SUPPLIED INFORMATION section start

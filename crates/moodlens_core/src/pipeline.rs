//! The per-batch upload pipeline.
//!
//! A batch is processed as an explicit fold over its files: each file runs
//! through decode, predict, classify and render, and its [`FileOutcome`] is
//! folded into a [`BatchReport`] that decides whether the next file runs.
//!
//! Each file has exactly two suspension points: the image decode and the
//! prediction round-trip. After each one the batch checks its
//! [`BatchTicket`]; if a newer batch has started in the meantime, the
//! result is dropped instead of being rendered into the new batch's
//! container.
//!
//! The browser specifics sit behind four traits:
//! - [`ImageDecoder`]: file to fixed-size preview snapshot
//! - [`Predictor`]: file to score
//! - [`ResultSink`]: clears and appends result blocks
//! - [`Notifier`]: blocking user-facing alerts

use std::future::Future;
use std::ops::ControlFlow;

use web_time::Instant;

use crate::config::{ClientConfig, FailurePolicy};
use crate::error::{PipelineError, PredictError};
use crate::generation::{BatchTicket, BatchTracker};
use crate::prediction::Prediction;
use crate::verdict::{PreviewEntry, Verdict};

/// A file handed over by drag-drop or the file picker.
pub trait SelectedFile {
    /// Original filename, sent along with the upload.
    fn name(&self) -> String;

    /// MIME type as reported by the browser (may be empty).
    fn mime_type(&self) -> String;

    /// Size in bytes.
    fn size(&self) -> u64;
}

/// Loads a file as an image and stretches it onto the square preview surface.
pub trait ImageDecoder<F> {
    /// Resized image handed to the [`ResultSink`].
    type Snapshot;

    /// Decode `file` and draw it onto the preview surface, ignoring aspect ratio.
    fn decode(&self, file: &F) -> impl Future<Output = Result<Self::Snapshot, PipelineError>>;
}

/// Sends the original, unresized file to the prediction service.
pub trait Predictor<F> {
    fn predict(&self, file: &F) -> impl Future<Output = Result<Prediction, PredictError>>;
}

/// The shared results container.
pub trait ResultSink<S> {
    /// Remove every rendered result block.
    fn clear(&self);

    /// Append one result block after the existing ones.
    fn append(&self, entry: PreviewEntry<S>) -> Result<(), String>;
}

/// Blocking user-facing alerts.
pub trait Notifier {
    fn alert(&self, message: &str);
}

/// What happened to one file.
#[derive(Debug)]
pub enum FileOutcome {
    /// A result block was appended
    Rendered {
        name: String,
        verdict: Verdict,
        score: f64,
    },
    /// The file failed; an alert has been shown
    Failed(PipelineError),
    /// A newer batch started while this file was in flight; nothing rendered
    Stale { name: String },
}

impl FileOutcome {
    pub fn is_rendered(&self) -> bool {
        matches!(self, Self::Rendered { .. })
    }
}

/// How a batch ended.
#[derive(Debug, Clone, Copy, PartialEq, Eq)]
pub enum BatchOutcome {
    /// Every file was attempted
    Completed,
    /// The file at `index` failed and the rest of the batch was dropped
    Aborted { index: usize },
    /// A newer batch took over while the file at `index` was in flight
    Superseded { index: usize },
}

/// Accumulated result of one batch.
#[derive(Debug)]
pub struct BatchReport {
    /// Generation this batch ran under
    pub generation: u64,
    /// Number of files submitted
    pub total: usize,
    /// Outcomes of the files that were attempted, in input order
    pub files: Vec<FileOutcome>,
    pub outcome: BatchOutcome,
}

impl BatchReport {
    fn new(generation: u64, total: usize) -> Self {
        Self {
            generation,
            total,
            files: Vec::with_capacity(total),
            outcome: BatchOutcome::Completed,
        }
    }

    /// Number of result blocks this batch appended.
    pub fn rendered(&self) -> usize {
        self.files.iter().filter(|f| f.is_rendered()).count()
    }

    /// Number of files that failed.
    pub fn failed(&self) -> usize {
        self.files
            .iter()
            .filter(|f| matches!(f, FileOutcome::Failed(_)))
            .count()
    }

    /// Fold one file's outcome in and decide whether the batch continues.
    fn record(
        &mut self,
        index: usize,
        outcome: FileOutcome,
        policy: FailurePolicy,
    ) -> ControlFlow<()> {
        let flow = match (&outcome, policy) {
            (FileOutcome::Rendered { .. }, _) => ControlFlow::Continue(()),
            (FileOutcome::Failed(_), FailurePolicy::SkipFile) => ControlFlow::Continue(()),
            (FileOutcome::Failed(_), FailurePolicy::AbortBatch) => {
                self.outcome = BatchOutcome::Aborted { index };
                ControlFlow::Break(())
            }
            (FileOutcome::Stale { .. }, _) => {
                self.outcome = BatchOutcome::Superseded { index };
                ControlFlow::Break(())
            }
        };
        self.files.push(outcome);
        flow
    }
}

/// Runs batches of files through decode, predict and render.
pub struct BatchPipeline<D, P, S, N> {
    decoder: D,
    predictor: P,
    sink: S,
    notifier: N,
    tracker: BatchTracker,
    policy: FailurePolicy,
    sad_threshold: f64,
    alert_message: String,
    decode_alert_message: String,
}

impl<D, P, S, N> BatchPipeline<D, P, S, N> {
    pub fn new(decoder: D, predictor: P, sink: S, notifier: N, config: &ClientConfig) -> Self {
        Self {
            decoder,
            predictor,
            sink,
            notifier,
            tracker: BatchTracker::new(),
            policy: config.failure_policy,
            sad_threshold: config.sad_threshold,
            alert_message: config.alert_message.clone(),
            decode_alert_message: config.decode_alert_message.clone(),
        }
    }

    /// Share a generation counter with something else (e.g. a second pipeline).
    pub fn with_tracker(mut self, tracker: BatchTracker) -> Self {
        self.tracker = tracker;
        self
    }

    pub fn tracker(&self) -> &BatchTracker {
        &self.tracker
    }

    pub fn sink(&self) -> &S {
        &self.sink
    }

    pub fn notifier(&self) -> &N {
        &self.notifier
    }

    /// Process one batch.
    ///
    /// Clears the container, then handles `files` strictly one after another
    /// in the order given. Never returns an error: failures are alerted and
    /// recorded in the report.
    pub async fn run<F>(&self, files: Vec<F>) -> BatchReport
    where
        F: SelectedFile,
        D: ImageDecoder<F>,
        P: Predictor<F>,
        S: ResultSink<D::Snapshot>,
        N: Notifier,
    {
        let ticket = self.tracker.begin();
        self.sink.clear();

        let started = Instant::now();
        log::info!(
            "Batch {} started with {} file(s)",
            ticket.generation(),
            files.len()
        );

        let mut report = BatchReport::new(ticket.generation(), files.len());
        for (index, file) in files.iter().enumerate() {
            let outcome = self.process_file(&ticket, file).await;

            match &outcome {
                FileOutcome::Failed(err) => {
                    log::error!("{}", err);
                    if err.is_decode() {
                        self.notifier.alert(&self.decode_alert_message);
                    } else {
                        self.notifier.alert(&self.alert_message);
                    }
                }
                FileOutcome::Stale { name } => {
                    log::warn!(
                        "Batch {} superseded, dropping result for '{}'",
                        ticket.generation(),
                        name
                    );
                }
                FileOutcome::Rendered { .. } => {}
            }

            if report.record(index, outcome, self.policy).is_break() {
                break;
            }
        }

        log::info!(
            "Batch {} finished: {}/{} rendered, {} failed ({:?}) in {:?}",
            report.generation,
            report.rendered(),
            report.total,
            report.failed(),
            report.outcome,
            started.elapsed()
        );
        report
    }

    async fn process_file<F>(&self, ticket: &BatchTicket, file: &F) -> FileOutcome
    where
        F: SelectedFile,
        D: ImageDecoder<F>,
        P: Predictor<F>,
        S: ResultSink<D::Snapshot>,
    {
        let name = file.name();
        let started = Instant::now();
        log::debug!(
            "Processing '{}' ({}, {} bytes)",
            name,
            file.mime_type(),
            file.size()
        );

        let decoded = self.decoder.decode(file).await;
        if !ticket.is_current() {
            return FileOutcome::Stale { name };
        }
        let snapshot = match decoded {
            Ok(snapshot) => snapshot,
            Err(err) => return FileOutcome::Failed(err),
        };
        log::debug!("Decoded '{}' in {:?}", name, started.elapsed());

        let predicted = self.predictor.predict(file).await;
        if !ticket.is_current() {
            return FileOutcome::Stale { name };
        }
        let prediction = match predicted {
            Ok(prediction) => prediction,
            Err(source) => return FileOutcome::Failed(PipelineError::Predict { name, source }),
        };

        let entry = PreviewEntry::new(snapshot, prediction.score, self.sad_threshold);
        let verdict = entry.verdict;
        log::info!("Prediction: {} ({})", verdict, prediction.score);

        if let Err(reason) = self.sink.append(entry) {
            return FileOutcome::Failed(PipelineError::render(name, reason));
        }
        log::debug!("Rendered '{}' in {:?}", name, started.elapsed());

        FileOutcome::Rendered {
            name,
            verdict,
            score: prediction.score,
        }
    }
}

SUPPLIED INFORMATION section end

ABOUT THIS TASK: Each line from the first line of the listing through the line with "decode, predict, classify" must be output exactly, both ends included, and no other line may appear.

REPLY TO THE EXERCISE:
filename crates/moodlens_core/src/pipeline.rs
//! The per-batch upload pipeline.
//!
//! A batch is processed as an explicit fold over its files: each file runs
//! through decode, predict, classify and render, and its [`FileOutcome`] is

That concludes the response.